Glen Sather’s July, and How We Got Here

ST PAUL, MN - JUNE 24: (L-R) Assistant General Manager Jim Schoenfeld of the New York Rangers, General Manager Glen Sather of the New York Rangers and General Manager David Poile of the Nashville Predators share a laugh during day one of the 2011 NHL Entry Draft at Xcel Energy Center on June 24, 2011 in St Paul, Minnesota. (Photo by Bruce Bennett/Getty Images)
Glen Sather.

Over at Puck Daddy today, Ryan Lambert penned a post — its headline includes the phrase “How ‘bout a hand for Glen Sather?” — that we generally agree with. It credits Sather for having an impressive July, in which he filled a major need by signing the best free agent on the market (more on that in a moment) and, without going to arbitration, agreed to reasonable contracts with all of the restricted free agents he intended to lock down. (Sather even made a trade for young defenseman Tim Erixon that’s earned him high marks.) But we’d argue that while Sather has indeed had a productive month, it’s actually a product of his larger plan — one that’s been in place for a while now. He put himself in this position, in a good way.

There’s the obvious, of course: That he even had talented restricted free agents is a testament to the way the team has developed its young players over the past several years. (After all, agreeing to terms with several promising young players while still dealing with a salary cap is a nice problem to have.) And that Sather has put together a team with some promise means that his RFAs aren’t necessarily itching to leave town at the first possible chance. The end result is Callahan and Dubinsky potentially giving up years of unrestricted free agency (depending on the next collective bargaining agreement), in exchange for a bit more money next year, and more short-term security than an arbitrator would have given them. (One note: Lambert writes that some estimates had Callahan and Dubinsky getting as much as $6 million a year each from an arbitrator, but that’s an absurdly high figure.

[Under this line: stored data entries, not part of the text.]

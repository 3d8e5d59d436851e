//! Command implementations for the `wits` binary.
//!
//! Each command is a separate module that implements its own CLI args and execution logic.

mod convert;
mod read_replay;
mod validate_map;

pub use convert::Convert;
pub use read_replay::ReadReplay;
pub use validate_map::ValidateMap;
//! Reader for the legacy ("OSN") replay archive.
//!
//! A replay travels through four stages:
//!
//! 1. [`wire`] unwraps the string-embedded envelope around the document.
//! 2. [`replay`] decodes the document; its frames are classified by
//!    [`frame`] and grouped into turns by [`turns`].
//! 3. [`reduce`] collapses each turn's legacy actions.
//! 4. [`encode`] writes the canonical `wits-core` replay; [`lift`] offers
//!    the same turns as canonical [`wits_core::PlayerAction`]s.
//!
//! Any malformed piece aborts the whole replay with an [`OsnError`].
pub mod action;
pub mod boolish;
pub mod encode;
pub mod enums;
pub mod error;
pub mod frame;
pub mod game_id;
pub mod lift;
pub mod reduce;
pub mod replay;
pub mod state;
pub mod turns;
pub mod wire;

pub use action::{OsnAction, UnitIndex, decode_action};
pub use boolish::Boolish;
pub use encode::encode_replay;
pub use enums::{LegacyClass, PlayerColor, PlayerIndex};
pub use error::{EnvelopeLayer, OsnError};
pub use frame::{Frame, decode_frames};
pub use game_id::{COMMON_PREFIX, OsnGameId};
pub use lift::{lift_turn, lift_turns};
pub use reduce::{reduce, reduce_to_dicts};
pub use replay::{GameOverData, GameReplay, PlayerSettings, PlayerUpdate};
pub use state::{CaptureTileState, GameState, LegacyCoord, UnitStatus, UsedSpawn};
pub use turns::{PlayerTurn, TurnAssembler, reconstruct};
pub use wire::{ViewResponse, parse_replay, parse_replay_with, unwrap_envelope, view_response};
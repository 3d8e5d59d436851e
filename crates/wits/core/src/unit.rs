//! Team, unit class and race enumerations plus the frozen per-class tables.

use crate::codec::EnumCodec;
use crate::enum_codec_serde;

// ============================================================================
// Team
// ============================================================================

/// Team relative to the recording player.
///
/// Colors double as roles: RED is the player themself, BLUE the opponent,
/// GOLD the ally and GREEN the second opponent in duos matches.
#[derive(
    Clone,
    Copy,
    Debug,
    Default,
    PartialEq,
    Eq,
    PartialOrd,
    Ord,
    Hash,
    strum::Display,
    strum::EnumString,
    strum::IntoStaticStr,
    strum::FromRepr,
    strum::EnumIter,
)]
#[strum(ascii_case_insensitive)]
#[repr(u8)]
pub enum Team {
    #[default]
    #[strum(to_string = "UNKNOWN")]
    Unknown = 0,
    #[strum(to_string = "RED", serialize = "SELF")]
    Red = 1,
    #[strum(to_string = "BLUE", serialize = "ENEMY")]
    Blue = 2,
    #[strum(to_string = "GOLD", serialize = "ALLY")]
    Gold = 3,
    #[strum(to_string = "GREEN", serialize = "ENEMY2")]
    Green = 4,
}

impl Team {
    /// Slot in team-indexed lists: self(0), enemy(1), ally(2), enemy2(3).
    pub const fn index(self) -> Option<usize> {
        match self {
            Self::Unknown => None,
            Self::Red => Some(0),
            Self::Blue => Some(1),
            Self::Gold => Some(2),
            Self::Green => Some(3),
        }
    }

    pub const fn from_index(index: usize) -> Option<Self> {
        match index {
            0 => Some(Self::Red),
            1 => Some(Self::Blue),
            2 => Some(Self::Gold),
            3 => Some(Self::Green),
            _ => None,
        }
    }

    /// Only present in four-player matches.
    pub const fn is_duos(self) -> bool {
        matches!(self, Self::Gold | Self::Green)
    }
}

impl EnumCodec for Team {
    const KIND: &'static str = "team";

    fn from_int(value: i64) -> Option<Self> {
        u8::try_from(value).ok().and_then(Self::from_repr)
    }

    fn from_name(name: &str) -> Option<Self> {
        name.parse().ok()
    }

    fn name(self) -> &'static str {
        self.into()
    }
}

enum_codec_serde!(Team);

// ============================================================================
// Unit Class
// ============================================================================

/// Canonical unit class. Race-specific specials all collapse to `Special`.
#[derive(
    Clone,
    Copy,
    Debug,
    Default,
    PartialEq,
    Eq,
    PartialOrd,
    Ord,
    Hash,
    strum::Display,
    strum::EnumString,
    strum::IntoStaticStr,
    strum::FromRepr,
    strum::EnumIter,
)]
#[strum(serialize_all = "SCREAMING_SNAKE_CASE", ascii_case_insensitive)]
#[repr(u8)]
pub enum UnitClass {
    #[default]
    Unknown = 0,
    Runner = 1,
    Soldier = 2,
    Medic = 3,
    Sniper = 4,
    Heavy = 5,
    Thorn = 6,
    Special = 7,
}

const CLASS_COST: [u8; 8] = [0, 1, 2, 2, 3, 4, 1, 7];
const CLASS_STRENGTH: [u8; 8] = [0, 1, 2, 0, 3, 3, 1, 3];
const CLASS_DISTANCE: [u8; 8] = [0, 5, 3, 3, 1, 2, 2, 3];

impl UnitClass {
    /// Wits (action points) needed to spawn a unit of this class.
    pub const fn cost(self) -> u8 {
        CLASS_COST[self as usize]
    }

    /// Attack strength. Specials are generalized to 3.
    pub const fn strength(self) -> u8 {
        CLASS_STRENGTH[self as usize]
    }

    /// Movement range in tiles.
    pub const fn distance(self) -> u8 {
        CLASS_DISTANCE[self as usize]
    }
}

impl EnumCodec for UnitClass {
    const KIND: &'static str = "unit class";

    // A placed unit always has a class, so UNKNOWN is rejected in both forms.
    fn from_int(value: i64) -> Option<Self> {
        u8::try_from(value)
            .ok()
            .and_then(Self::from_repr)
            .filter(|class| *class != Self::Unknown)
    }

    fn from_name(name: &str) -> Option<Self> {
        name.parse().ok().filter(|class| *class != Self::Unknown)
    }

    fn name(self) -> &'static str {
        self.into()
    }
}

enum_codec_serde!(UnitClass);

// ============================================================================
// Unit Race
// ============================================================================

#[derive(
    Clone,
    Copy,
    Debug,
    Default,
    PartialEq,
    Eq,
    PartialOrd,
    Ord,
    Hash,
    strum::Display,
    strum::EnumString,
    strum::IntoStaticStr,
    strum::FromRepr,
    strum::EnumIter,
)]
#[strum(serialize_all = "SCREAMING_SNAKE_CASE", ascii_case_insensitive)]
#[repr(u8)]
pub enum UnitRace {
    #[default]
    #[strum(to_string = "UNKNOWN", serialize = "UNKNOWN_RACE")]
    Unknown = 0,
    Feedback = 1,
    Adorables = 2,
    Scallywags = 3,
    Veggienauts = 4,
}

impl EnumCodec for UnitRace {
    const KIND: &'static str = "unit race";

    fn from_int(value: i64) -> Option<Self> {
        u8::try_from(value).ok().and_then(Self::from_repr)
    }

    fn from_name(name: &str) -> Option<Self> {
        name.parse().ok()
    }

    fn name(self) -> &'static str {
        self.into()
    }
}

enum_codec_serde!(UnitRace);
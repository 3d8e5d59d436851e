//! Classification of replay frames.
//!
//! The legacy `replay` array interleaves checkpoints and actions without a
//! type tag. Each frame is probed once: a non-null `gameState` makes it a
//! checkpoint, otherwise a non-empty `action.name` makes it an action, and
//! anything else is rejected.

use serde::Deserialize;
use serde_json::value::RawValue;
use tracing::trace;

use crate::action::{OsnAction, decode_action};
use crate::error::OsnError;
use crate::state::GameState;

#[derive(Clone, Debug, PartialEq, Eq)]
pub enum Frame {
    Checkpoint(Box<GameState>),
    Action(OsnAction),
}

#[derive(Deserialize)]
struct Probe<'a> {
    #[serde(default, borrow, rename = "gameState")]
    state: Option<&'a RawValue>,
    #[serde(default)]
    action: Option<ActionProbe>,
}

#[derive(Deserialize)]
struct ActionProbe {
    #[serde(default)]
    name: String,
}

impl Frame {
    /// Classifies and decodes the frame at `index` of the replay array.
    pub fn decode(index: usize, raw: &RawValue) -> Result<Self, OsnError> {
        let malformed = |source| OsnError::MalformedCheckpoint { index, source };
        let probe: Probe<'_> = serde_json::from_str(raw.get()).map_err(malformed)?;

        if let Some(state) = probe.state.filter(|state| state.get() != "null") {
            let state: GameState = serde_json::from_str(state.get()).map_err(malformed)?;
            trace!(index, turn = state.turn_count, "checkpoint frame");
            return Ok(Self::Checkpoint(Box::new(state)));
        }

        match probe.action {
            Some(ActionProbe { name }) if !name.is_empty() => {
                trace!(index, action = %name, "action frame");
                decode_action(&name, raw.get()).map(Self::Action)
            }
            _ => Err(OsnError::UnclassifiedFrame { index }),
        }
    }

    pub const fn is_checkpoint(&self) -> bool {
        matches!(self, Self::Checkpoint(_))
    }
}

/// Decodes every frame in order, stopping at the first bad one.
pub fn decode_frames(frames: &[Box<RawValue>]) -> Result<Vec<Frame>, OsnError> {
    frames
        .iter()
        .enumerate()
        .map(|(index, raw)| Frame::decode(index, raw))
        .collect()
}
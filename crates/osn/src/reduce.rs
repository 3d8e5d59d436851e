//! Collapses legacy action sequences into the converted action list.
//!
//! Selections, turn markers and eats are dropped. A spawn absorbs the spawn
//! tile selected right before it, a spit absorbs the eat right before it and
//! becomes a teleport, and the two special toggles become a plain toggle.
//! The pass carries only the previous action, so a consumer that does not
//! directly follow its selector is an error rather than a silent guess.

use tracing::warn;
use wits_core::ActionDict;

use crate::action::OsnAction;
use crate::error::OsnError;

/// Reduces one turn's actions. Reducing an already reduced list is a no-op.
pub fn reduce(actions: &[OsnAction]) -> Result<Vec<OsnAction>, OsnError> {
    let mut reduced = Vec::with_capacity(actions.len());
    let mut pending: Option<&OsnAction> = None;

    for (index, action) in actions.iter().enumerate() {
        let selector = pending.take();
        match *action {
            OsnAction::SpawnUnit {
                position,
                spawn: None,
                color,
                class,
            } => {
                let spawn = match selector {
                    Some(&OsnAction::SelectSpawnTile { position }) => position,
                    _ => match position {
                        Some(position) => {
                            warn!(index, "spawn without tile selection, using its own position");
                            position
                        }
                        None => return Err(OsnError::UnpairedSpawn { index }),
                    },
                };
                reduced.push(OsnAction::SpawnUnit {
                    position,
                    spawn: Some(spawn),
                    color,
                    class,
                });
            }
            OsnAction::Spit { index: unit, target } => {
                let Some(&OsnAction::Eat { target: from, .. }) = selector else {
                    return Err(OsnError::UnpairedSpit { index });
                };
                reduced.push(OsnAction::Teleport {
                    index: Some(unit),
                    caster: None,
                    from,
                    to: target,
                });
            }
            OsnAction::ToggleBombShellMode { index, target }
            | OsnAction::RootBramble { index, target } => {
                reduced.push(OsnAction::Toggle {
                    index,
                    position: target,
                });
            }
            OsnAction::SelectSpawnTile { .. } | OsnAction::Eat { .. } => {
                pending = Some(action);
            }
            _ if action.is_scaffolding() => {}
            _ => reduced.push(action.clone()),
        }

        if let Some(dangling) = selector.filter(|_| !consumes(action)) {
            warn!(index, selector = dangling.name(), "selector not followed by its action");
        }
    }

    if let Some(dangling) = pending {
        warn!(selector = dangling.name(), "turn ends on a selector");
    }
    Ok(reduced)
}

fn consumes(action: &OsnAction) -> bool {
    matches!(
        action,
        OsnAction::SpawnUnit { spawn: None, .. } | OsnAction::Spit { .. }
    )
}

/// [`reduce`] followed by the dictionary form of each remaining action.
pub fn reduce_to_dicts(actions: &[OsnAction]) -> Result<Vec<ActionDict>, OsnError> {
    Ok(reduce(actions)?.iter().map(OsnAction::as_dict).collect())
}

Dubinsky, for example, reportedly only requested $4.6 million.) Sather played this well, yes, but being in a position to lock down the likes of Callahan and Dubinsky to reasonable contracts is the reward of not only having some success in the draft, but to committing to a system that values young players.

And since developing a core of young players is kind on the salary cap, it means the team not only has money to spend on the free agent market, but allows them to approach the free agency season as a chance to complement what they already have, or, perhaps more accurately, to take care of their most pressing needs. We already discussed Brad Richards earlier this month: The Rangers may regret this contract by the time it expires, but their window of opportunity is clearer now, and after so many years of mediocrity, it’s nice to see them dreaming big. Building a team “the right way” doesn’t preclude them from spending big on the occasional free agent. In fact, building the team with a young core is exactly the reason Sather had the money to spend on Richards. (Well, he at least had the money once he made some other regrettable contracts go away.) The trick, of course, is picking the right guys to spend big on. And starting in October, the real analysis of whether he did, in fact, get his money’s worth this time can begin.

To say that Glen Sather “did one hell of a job in the last month” isn’t untrue, but it actually sells him a little short. Sather’s turnaround, after all, didn’t begin on July 1. (Last March, you’ll recall, even the organizer of 2010’s “Fire Sather” rally admitted to us that Sather had been doing a better job of late.) And look, we’re aware that this team isn’t perfect: As Lambert points out, except for acquiring Erixon (and letting Matt Gilroy leave), Sather didn’t change his defensive corps. And that’s not terrible, though it means they’re still missing the offensive-minded defenseman they’ve been lacking for some time. (We suppose Michael Del Zotto could theoretically fill that role, but he didn’t give us much of a reason to truly believe he could last year.) Sather, more or less, has his team for next year — and has the core of it locked up for a few years to come. He should be applauded for that, and he will be — if they keep improving, and compete for something bigger than a seventh or eighth seed. That’s the big “if,” though, isn’t it?